I sleep at 6:30 anyhow, because accustoming oneself to a pattern is important. I am woken up a minute or two early by the convening of skiers in the kitchen a few feet away. I turn off the alarms and change into ski gear.
The next nap is tricky, because by 10:30, we would already have completed rentals and hit the slopes with all our gear. Fortunately the timing worked out exactly; the gondola ride up to the top of the mountain is 17 minutes long, which served admirably for my noon block nap. I'm surprised at how quickly I can fall asleep in ski boots in midair.
I took it easy this time; though flying down the slopes at breakneck speeds is great fun, actually breaking my neck is not. I didn't want to get hit by a wave of tiredness on the mountain and have to fight it coming down.

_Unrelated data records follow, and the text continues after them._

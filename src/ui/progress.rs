//! Spinners and progress bars with plain fallback

use super::context::UiContext;
use console::style;
use indicatif::{ProgressBar, ProgressStyle};
use std::time::Duration;

/// Spinner for a single long-running step
pub struct TaskSpinner {
    spinner: Option<cliclack::ProgressBar>,
    fancy: bool,
}

impl TaskSpinner {
    pub fn new(ctx: &UiContext) -> Self {
        Self {
            spinner: None,
            fancy: ctx.use_fancy_output(),
        }
    }

    pub fn start(&mut self, message: &str) {
        if self.fancy {
            let spinner = cliclack::spinner();
            spinner.start(message);
            self.spinner = Some(spinner);
        } else {
            println!("{} {}", style("...").dim(), message);
        }
    }

    pub fn stop(&mut self, message: &str) {
        match self.spinner.take() {
            Some(spinner) => spinner.stop(message),
            None => println!("{} {}", style("[OK]").green(), message),
        }
    }

    pub fn stop_error(&mut self, message: &str) {
        match self.spinner.take() {
            Some(spinner) => spinner.error(message),
            None => println!("{} {}", style("[FAIL]").red(), message),
        }
    }
}

/// Progress of `cache warm`: one tick per component class
pub struct WarmProgress {
    bar: Option<ProgressBar>,
}

impl WarmProgress {
    pub fn new(ctx: &UiContext, total: usize) -> Self {
        let bar = ctx.use_fancy_output().then(|| {
            let bar = ProgressBar::new(total as u64);
            if let Ok(bar_style) = ProgressStyle::default_bar()
                .template("  {spinner:.cyan} Loading markup  {bar:20.cyan/dim} {pos}/{len} {msg:.dim}")
            {
                bar.set_style(
                    bar_style
                        .tick_chars("⠋⠙⠹⠸⠼⠴⠦⠧⠇⠏ ")
                        .progress_chars("━╸─"),
                );
            }
            bar.enable_steady_tick(Duration::from_millis(120));
            bar
        });
        Self { bar }
    }

    /// Record that `class` was loaded
    pub fn loaded(&self, class: &str) {
        match &self.bar {
            Some(bar) => {
                bar.set_message(class.to_string());
                bar.inc(1);
            }
            None => println!("  {} {}", style("[OK]").green(), class),
        }
    }

    /// Record that loading `class` failed
    pub fn failed(&self, class: &str, error: &str) {
        match &self.bar {
            Some(bar) => {
                bar.println(format!("  {} {}: {}", style("✗").red(), class, error));
                bar.inc(1);
            }
            None => println!("  {} {}: {}", style("[FAIL]").red(), class, error),
        }
    }

    pub fn finish(&self) {
        if let Some(bar) = &self.bar {
            bar.disable_steady_tick();
            bar.finish_and_clear();
        }
    }
}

Instead of taking blues and blacks as I would normally have done, I taught two of my friends how to ski, and we stuck to greens and blues. (That was an adventure in itself. One of them took 2/3 of a slope on his belly.)
The 2:30 nap happened in the ski lodge, since it was around lunchtime anyhow. I can fall asleep in noisy crowded rooms on hard tables in minutes! Then again, I can also fall asleep standing up on the subway, so it is perhaps not such an accomplishment.
Day 11 to be continued...
Short term memory tests (Day 13)
Numbers: 12.13
Letters: 15
Words: 29
It doesn't seem as though the two day hiatus has had any real effect on my scores. The letters one is surprisingly high, but that doesn't seem terribly significant.